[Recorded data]

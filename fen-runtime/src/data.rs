// Runtime object model.
//
// Every value crossing a trait-polymorphic boundary is a `DataObject`:
// a payload plus a back-pointer to its type's `DataMeta`, which carries the
// two-level method table `method -> trait_key -> function`. Metas live in a
// central store and are addressed by index, never by owned pointer.

use crate::natives::NativeFn;
use crate::RuntimeError;
use std::collections::HashMap;
use std::rc::Rc;

pub type MetaId = usize;

/// A callable installed in a method table: either the mangled name of an
/// emitted function, or a native bridge function.
#[derive(Clone)]
pub enum FunctionObject {
    Named(String),
    Native(NativeFn),
}

impl std::fmt::Debug for FunctionObject {
    fn fmt(&self, f: &mut std::fmt::Formatter) -> std::fmt::Result {
        match self {
            FunctionObject::Named(name) => write!(f, "Named({})", name),
            FunctionObject::Native(_) => write!(f, "Native(..)"),
        }
    }
}

/// Per-type runtime metadata: the type key and its method table.
#[derive(Debug, Default)]
pub struct DataMeta {
    pub name: String,
    pub vtable: HashMap<String, HashMap<String, FunctionObject>>,
}

impl DataMeta {
    pub fn new(name: impl Into<String>) -> Self {
        Self {
            name: name.into(),
            vtable: HashMap::new(),
        }
    }
}

/// Value payload
#[derive(Debug)]
pub enum Data {
    Int(i64),
    Float(f64),
    Bool(bool),
    Str(String),
    Unit,
    Record(HashMap<String, Value>),
}

#[derive(Debug)]
pub struct DataObject {
    pub data: Data,
    pub meta: MetaId,
}

/// Shared handle to a runtime object. Cloning is cheap; the surface
/// language has no mutation of object fields, so sharing is safe.
#[derive(Debug, Clone)]
pub struct Value(pub Rc<DataObject>);

impl Value {
    pub fn new(data: Data, meta: MetaId) -> Self {
        Value(Rc::new(DataObject { data, meta }))
    }

    pub fn meta(&self) -> MetaId {
        self.0.meta
    }

    pub fn as_int(&self) -> Result<i64, RuntimeError> {
        match self.0.data {
            Data::Int(v) => Ok(v),
            _ => Err(RuntimeError::TypeError(format!(
                "expected Int, got {:?}",
                self.0.data
            ))),
        }
    }

    pub fn as_float(&self) -> Result<f64, RuntimeError> {
        match self.0.data {
            Data::Float(v) => Ok(v),
            _ => Err(RuntimeError::TypeError(format!(
                "expected Float, got {:?}",
                self.0.data
            ))),
        }
    }

    pub fn as_bool(&self) -> Result<bool, RuntimeError> {
        match self.0.data {
            Data::Bool(v) => Ok(v),
            _ => Err(RuntimeError::TypeError(format!(
                "expected Bool, got {:?}",
                self.0.data
            ))),
        }
    }

    pub fn as_str(&self) -> Result<&str, RuntimeError> {
        match &self.0.data {
            Data::Str(v) => Ok(v),
            _ => Err(RuntimeError::TypeError(format!(
                "expected String, got {:?}",
                self.0.data
            ))),
        }
    }
}

/// Result of an attribute lookup: a vtable row wins over a data field of
/// the same name.
pub enum Attr<'a> {
    Methods(&'a HashMap<String, FunctionObject>),
    Field(Value),
}

/// Process-wide store of `DataMeta` records, keyed by mangled type key.
/// Interns a meta on first touch so `Box<Int>` and `Box<String>` get
/// distinct method tables.
#[derive(Debug, Default)]
pub struct MetaManager {
    metas: Vec<DataMeta>,
    index: HashMap<String, MetaId>,
}

impl MetaManager {
    pub fn new() -> Self {
        Self::default()
    }

    pub fn get_or_create_meta(&mut self, type_key: &str) -> MetaId {
        if let Some(&id) = self.index.get(type_key) {
            return id;
        }
        let id = self.metas.len();
        self.metas.push(DataMeta::new(type_key));
        self.index.insert(type_key.to_string(), id);
        id
    }

    pub fn lookup(&self, type_key: &str) -> Option<MetaId> {
        self.index.get(type_key).copied()
    }

    pub fn meta(&self, id: MetaId) -> &DataMeta {
        &self.metas[id]
    }

    /// Install an entry in `type_key`'s method table.
    pub fn register_method(
        &mut self,
        type_key: &str,
        method: &str,
        trait_key: &str,
        function: FunctionObject,
    ) {
        let id = self.get_or_create_meta(type_key);
        self.metas[id]
            .vtable
            .entry(method.to_string())
            .or_default()
            .insert(trait_key.to_string(), function);
    }

    pub fn has_method(&self, type_key: &str, method: &str, trait_key: &str) -> bool {
        self.lookup(type_key)
            .and_then(|id| self.metas[id].vtable.get(method))
            .map_or(false, |row| row.contains_key(trait_key))
    }

    pub fn make_object(&mut self, type_key: &str, data: Data) -> Value {
        let meta = self.get_or_create_meta(type_key);
        Value::new(data, meta)
    }

    /// Attribute lookup on a value: the method table is consulted before
    /// the data fields, so a method and a field sharing a name both work.
    pub fn attr<'a>(&'a self, value: &Value, name: &str) -> Option<Attr<'a>> {
        let meta = self.meta(value.meta());
        if let Some(row) = meta.vtable.get(name) {
            return Some(Attr::Methods(row));
        }
        match &value.0.data {
            Data::Record(fields) => fields.get(name).cloned().map(Attr::Field),
            _ => None,
        }
    }
}

#[cfg(test)]
mod tests {
    use super::*;

    #[test]
    fn test_meta_interned_by_key() {
        let mut metas = MetaManager::new();
        let a = metas.get_or_create_meta("Box_p_Int_q_");
        let b = metas.get_or_create_meta("Box_p_Int_q_");
        let c = metas.get_or_create_meta("Box_p_String_q_");
        assert_eq!(a, b);
        assert_ne!(a, c);
    }

    #[test]
    fn test_vtable_preferred_over_field() {
        let mut metas = MetaManager::new();
        let mut fields = HashMap::new();
        metas.register_method(
            "A",
            "say",
            "Say",
            FunctionObject::Named("Say_for_A___say".to_string()),
        );
        let id = metas.get_or_create_meta("A");
        fields.insert("say".to_string(), Value::new(Data::Int(1), id));
        let value = metas.make_object("A", Data::Record(fields));

        match metas.attr(&value, "say") {
            Some(Attr::Methods(row)) => {
                assert!(row.contains_key("Say"));
            }
            _ => panic!("expected vtable entry to win"),
        }
    }

    #[test]
    fn test_field_lookup_when_no_method() {
        let mut metas = MetaManager::new();
        let int_meta = metas.get_or_create_meta("Int");
        let mut fields = HashMap::new();
        fields.insert("item".to_string(), Value::new(Data::Int(41), int_meta));
        let value = metas.make_object("Box_p_Int_q_", Data::Record(fields));

        match metas.attr(&value, "item") {
            Some(Attr::Field(v)) => assert_eq!(v.as_int().expect("int"), 41),
            _ => panic!("expected field"),
        }
        assert!(metas.attr(&value, "missing").is_none());
    }
}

## Problem description
Restate every record exactly, leaving nothing out.

## Solved exercise
filename fen-runtime/src/data.rs
// Runtime object model.
//
// Every value crossing a trait-polymorphic boundary is a `DataObject`:
// a payload plus a back-pointer to its type's `DataMeta`, which carries the
// two-level method table `method -> trait_key -> function`. Metas live in a
// central store and are addressed by index, never by owned pointer.

use crate::natives::NativeFn;
use crate::RuntimeError;
use std::collections::HashMap;
use std::rc::Rc;

pub type MetaId = usize;

/// A callable installed in a method table: either the mangled name of an
/// emitted function, or a native bridge function.
#[derive(Clone)]
pub enum FunctionObject {
    Named(String),
    Native(NativeFn),
}

impl std::fmt::Debug for FunctionObject {
    fn fmt(&self, f: &mut std::fmt::Formatter) -> std::fmt::Result {
        match self {
            FunctionObject::Named(name) => write!(f, "Named({})", name),
            FunctionObject::Native(_) => write!(f, "Native(..)"),
        }
    }
}

/// Per-type runtime metadata: the type key and its method table.
#[derive(Debug, Default)]
pub struct DataMeta {
    pub name: String,
    pub vtable: HashMap<String, HashMap<String, FunctionObject>>,
}

impl DataMeta {
    pub fn new(name: impl Into<String>) -> Self {
        Self {
            name: name.into(),
            vtable: HashMap::new(),
        }
    }
}

/// Value payload
#[derive(Debug)]
pub enum Data {
    Int(i64),
    Float(f64),
    Bool(bool),
    Str(String),
    Unit,
    Record(HashMap<String, Value>),
}

#[derive(Debug)]
pub struct DataObject {
    pub data: Data,
    pub meta: MetaId,
}

/// Shared handle to a runtime object. Cloning is cheap; the surface
/// language has no mutation of object fields, so sharing is safe.
#[derive(Debug, Clone)]
pub struct Value(pub Rc<DataObject>);

impl Value {
    pub fn new(data: Data, meta: MetaId) -> Self {
        Value(Rc::new(DataObject { data, meta }))
    }

    pub fn meta(&self) -> MetaId {
        self.0.meta
    }

    pub fn as_int(&self) -> Result<i64, RuntimeError> {
        match self.0.data {
            Data::Int(v) => Ok(v),
            _ => Err(RuntimeError::TypeError(format!(
                "expected Int, got {:?}",
                self.0.data
            ))),
        }
    }

    pub fn as_float(&self) -> Result<f64, RuntimeError> {
        match self.0.data {
            Data::Float(v) => Ok(v),
            _ => Err(RuntimeError::TypeError(format!(
                "expected Float, got {:?}",
                self.0.data
            ))),
        }
    }

    pub fn as_bool(&self) -> Result<bool, RuntimeError> {
        match self.0.data {
            Data::Bool(v) => Ok(v),
            _ => Err(RuntimeError::TypeError(format!(
                "expected Bool, got {:?}",
                self.0.data
            ))),
        }
    }

    pub fn as_str(&self) -> Result<&str, RuntimeError> {
        match &self.0.data {
            Data::Str(v) => Ok(v),
            _ => Err(RuntimeError::TypeError(format!(
                "expected String, got {:?}",
                self.0.data
            ))),
        }
    }
}

/// Result of an attribute lookup: a vtable row wins over a data field of
/// the same name.
pub enum Attr<'a> {
    Methods(&'a HashMap<String, FunctionObject>),
    Field(Value),
}

/// Process-wide store of `DataMeta` records, keyed by mangled type key.
/// Interns a meta on first touch so `Box<Int>` and `Box<String>` get
/// distinct method tables.
#[derive(Debug, Default)]
pub struct MetaManager {
    metas: Vec<DataMeta>,
    index: HashMap<String, MetaId>,
}

impl MetaManager {
    pub fn new() -> Self {
        Self::default()
    }

    pub fn get_or_create_meta(&mut self, type_key: &str) -> MetaId {
        if let Some(&id) = self.index.get(type_key) {
            return id;
        }
        let id = self.metas.len();
        self.metas.push(DataMeta::new(type_key));
        self.index.insert(type_key.to_string(), id);
        id
    }

    pub fn lookup(&self, type_key: &str) -> Option<MetaId> {
        self.index.get(type_key).copied()
    }

    pub fn meta(&self, id: MetaId) -> &DataMeta {
        &self.metas[id]
    }

    /// Install an entry in `type_key`'s method table.
    pub fn register_method(
        &mut self,
        type_key: &str,
        method: &str,
        trait_key: &str,
        function: FunctionObject,
    ) {
        let id = self.get_or_create_meta(type_key);
        self.metas[id]
            .vtable
            .entry(method.to_string())
            .or_default()
            .insert(trait_key.to_string(), function);
    }

    pub fn has_method(&self, type_key: &str, method: &str, trait_key: &str) -> bool {
        self.lookup(type_key)
            .and_then(|id| self.metas[id].vtable.get(method))
            .map_or(false, |row| row.contains_key(trait_key))
    }

    pub fn make_object(&mut self, type_key: &str, data: Data) -> Value {
        let meta = self.get_or_create_meta(type_key);
        Value::new(data, meta)
    }

    /// Attribute lookup on a value: the method table is consulted before
    /// the data fields, so a method and a field sharing a name both work.
    pub fn attr<'a>(&'a self, value: &Value, name: &str) -> Option<Attr<'a>> {
        let meta = self.meta(value.meta());
        if let Some(row) = meta.vtable.get(name) {
            return Some(Attr::Methods(row));
        }
        match &value.0.data {
            Data::Record(fields) => fields.get(name).cloned().map(Attr::Field),
            _ => None,
        }
    }
}

#[cfg(test)]
mod tests {
    use super::*;

    #[test]
    fn test_meta_interned_by_key() {
        let mut metas = MetaManager::new();
        let a = metas.get_or_create_meta("Box_p_Int_q_");
        let b = metas.get_or_create_meta("Box_p_Int_q_");
        let c = metas.get_or_create_meta("Box_p_String_q_");
        assert_eq!(a, b);
        assert_ne!(a, c);
    }

    #[test]
    fn test_vtable_preferred_over_field() {
        let mut metas = MetaManager::new();
        let mut fields = HashMap::new();
        metas.register_method(
            "A",
            "say",
            "Say",
            FunctionObject::Named("Say_for_A___say".to_string()),
        );
        let id = metas.get_or_create_meta("A");
        fields.insert("say".to_string(), Value::new(Data::Int(1), id));
        let value = metas.make_object("A", Data::Record(fields));

        match metas.attr(&value, "say") {
            Some(Attr::Methods(row)) => {
                assert!(row.contains_key("Say"));
            }
            _ => panic!("expected vtable entry to win"),
        }
    }

    #[test]
    fn test_field_lookup_when_no_method() {
        let mut metas = MetaManager::new();
        let int_meta = metas.get_or_create_meta("Int");
        let mut fields = HashMap::new();
        fields.insert("item".to_string(), Value::new(Data::Int(41), int_meta));
        let value = metas.make_object("Box_p_Int_q_", Data::Record(fields));

        match metas.attr(&value, "item") {
            Some(Attr::Field(v)) => assert_eq!(v.as_int().expect("int"), 41),
            _ => panic!("expected field"),
        }
        assert!(metas.attr(&value, "missing").is_none());
    }
}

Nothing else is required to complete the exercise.